Os produtores explicam, contudo, que a agricultura orgânica é mais trabalhosa, por isso os produtos são mais caros. Sem venenos, nasce mais mato para ser retirado da terra. Além disso, é preciso plantar em consórcio (com um cultivo diferente do lado do outro), para os nutrientes de uma planta ajudarem a outra. O ciclo de crescimento também é cerca de 15 dias mais demorado.

Renda 

O aumento da renda, contudo, o grupo ainda não viu chegar da forma pretendida. Isso porque há poucos meios de escoar a produção – a concorrência com a agricultura convencional torna inviável levar os produtos a locais tradicionais, como a Companhia de Entrepostos e Armazéns Gerais de São Paulo (Ceagesp).
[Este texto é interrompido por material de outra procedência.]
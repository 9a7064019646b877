//! Reassociation (spec §4.E): `(X + 1) + 2` style chains of the same
//! associative, commutative operator with a literal on one side are
//! regrouped so the literals combine, e.g. `X + 1 + 2` → `X + 3`.

use super::util::{canonical_expr_text, walk};
use crate::ast::{BinOp, Expr, NumberLit, Program, Stmt};

#[derive(Debug, Clone, PartialEq, serde::Serialize)]
pub struct Reassociation {
    pub line: u32,
    pub original_text: String,
    pub reassociated_text: String,
    pub combined_constant: f64,
}

fn is_assoc_commutative(op: BinOp) -> bool {
    matches!(op, BinOp::Add | BinOp::Mul | BinOp::And | BinOp::Or | BinOp::Xor)
}

fn identity_for(op: BinOp) -> f64 {
    match op {
        BinOp::Add => 0.0,
        BinOp::Mul => 1.0,
        BinOp::And => -1.0,
        BinOp::Or | BinOp::Xor => 0.0,
        _ => 0.0,
    }
}

fn combine(op: BinOp, a: f64, b: f64) -> f64 {
    match op {
        BinOp::Add => a + b,
        BinOp::Mul => a * b,
        BinOp::And => ((a as i64) & (b as i64)) as f64,
        BinOp::Or => ((a as i64) | (b as i64)) as f64,
        BinOp::Xor => ((a as i64) ^ (b as i64)) as f64,
        _ => b,
    }
}

fn literal_f64(expr: &Expr) -> Option<f64> {
    match expr {
        Expr::Number { value, .. } => Some(match value {
            NumberLit::Integer(n) => *n as f64,
            NumberLit::Single(f) => *f as f64,
            NumberLit::Double(f) => *f,
        }),
        _ => None,
    }
}

/// Walks a chain of same-operator binary nodes and splits it into the
/// non-literal operand and the combined constant, if the whole chain uses
/// one associative, commutative operator and carries at least two literals.
fn try_reassociate(expr: &Expr) -> Option<(BinOp, String, f64, usize)> {
    let Expr::Binary { op, lhs, rhs, .. } = expr else { return None };
    if !is_assoc_commutative(*op) {
        return None;
    }
    let mut literal_count = 0;
    let mut acc = identity_for(*op);
    let mut non_literal: Option<String> = None;

    let mut stack = vec![lhs.as_ref(), rhs.as_ref()];
    while let Some(node) = stack.pop() {
        match node {
            Expr::Binary { op: inner_op, lhs, rhs, .. } if *inner_op == *op => {
                stack.push(lhs.as_ref());
                stack.push(rhs.as_ref());
            }
            other => {
                if let Some(v) = literal_f64(other) {
                    acc = combine(*op, acc, v);
                    literal_count += 1;
                } else {
                    let text = canonical_expr_text(other);
                    non_literal = Some(match non_literal {
                        None => text,
                        Some(prev) => format!("({} {} {})", prev, super_binop_str(*op), text),
                    });
                }
            }
        }
    }
    if literal_count < 2 {
        return None;
    }
    non_literal.map(|nl| (*op, nl, acc, literal_count))
}

fn super_binop_str(op: BinOp) -> &'static str {
    match op {
        BinOp::Add => "+",
        BinOp::Mul => "*",
        BinOp::And => "AND",
        BinOp::Or => "OR",
        BinOp::Xor => "XOR",
        _ => "?",
    }
}

fn stmt_exprs(stmt: &Stmt) -> Vec<&Expr> {
    match stmt {
        Stmt::Let { value, .. } => vec![value],
        Stmt::If { cond, .. } => vec![cond],
        Stmt::While { cond, .. } => vec![cond],
        Stmt::Print { items, .. } => items.iter().map(|i| &i.expr).collect(),
        Stmt::OnGotoGosub { selector, .. } => vec![selector],
        _ => Vec::new(),
    }
}

fn walk_expr_for_reassoc(expr: &Expr, line: u32, out: &mut Vec<Reassociation>) {
    if let Some((op, non_literal, constant, _)) = try_reassociate(expr) {
        let reassociated = format!("({} {} {})", non_literal, super_binop_str(op), format_const(constant));
        out.push(Reassociation {
            line,
            original_text: canonical_expr_text(expr),
            reassociated_text: reassociated,
            combined_constant: constant,
        });
        return; // the whole chain was consumed; don't also descend into it
    }
    match expr {
        Expr::Binary { lhs, rhs, .. } => {
            walk_expr_for_reassoc(lhs, line, out);
            walk_expr_for_reassoc(rhs, line, out);
        }
        Expr::Unary { expr, .. } => walk_expr_for_reassoc(expr, line, out),
        Expr::Call { args, .. } => {
            for a in args {
                walk_expr_for_reassoc(a, line, out);
            }
        }
        Expr::ArrayRef { indices, .. } => {
            for i in indices {
                walk_expr_for_reassoc(i, line, out);
            }
        }
        _ => {}
    }
}

fn format_const(v: f64) -> String {
    if v.fract() == 0.0 && v.abs() < 1e15 {
        format!("{}", v as i64)
    } else {
        format!("{v}")
    }
}

/// Runs reassociation across the whole program (spec §4.E).
pub fn run(program: &Program) -> Vec<Reassociation> {
    let mut out = Vec::new();
    for (line_num, stmt) in walk(program) {
        for expr in stmt_exprs(stmt) {
            walk_expr_for_reassoc(expr, line_num, &mut out);
        }
    }
    out
}

#[cfg(test)]
mod tests {
    use super::*;
    use crate::parser::parse_program;
    use crate::token::KeywordCase;

    #[test]
    fn combines_literal_chain_with_variable() {
        let program = parse_program("10 Y = X + 1 + 2\n", KeywordCase::Preserve).unwrap();
        let out = run(&program);
        assert_eq!(out.len(), 1);
        assert_eq!(out[0].combined_constant, 3.0);
    }

    #[test]
    fn single_literal_is_not_reported() {
        let program = parse_program("10 Y = X + 1\n", KeywordCase::Preserve).unwrap();
        let out = run(&program);
        assert!(out.is_empty());
    }

    #[test]
    fn non_commutative_operator_is_ignored() {
        let program = parse_program("10 Y = (X - 1) - 2\n", KeywordCase::Preserve).unwrap();
        let out = run(&program);
        assert!(out.is_empty());
    }
}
A melhor forma encontrada é a venda nas feiras orgânicas nas áreas urbanas. Por conta da distância (cerca de 50 km do centro), parte do grupo produz e outra parte, além do cultivo, leva os alimentos para serem comercializados.

Como os consumidores, a maioria deles, não podem vir ver a plantação, o selo é uma garantia, quer dizer que o nosso produto é orgânico e não tem veneno nenhum” Maria José Kunikawa, agricultora

Ana do Mel e Zundi, por exemplo, são os que mais frequentam as feiras. “Na minha barraca não tem só o que eu planto, mesmo porque o que eu produzo é pouco. Levo produtos da Tomi, do Zé da Cana”, explica Ana.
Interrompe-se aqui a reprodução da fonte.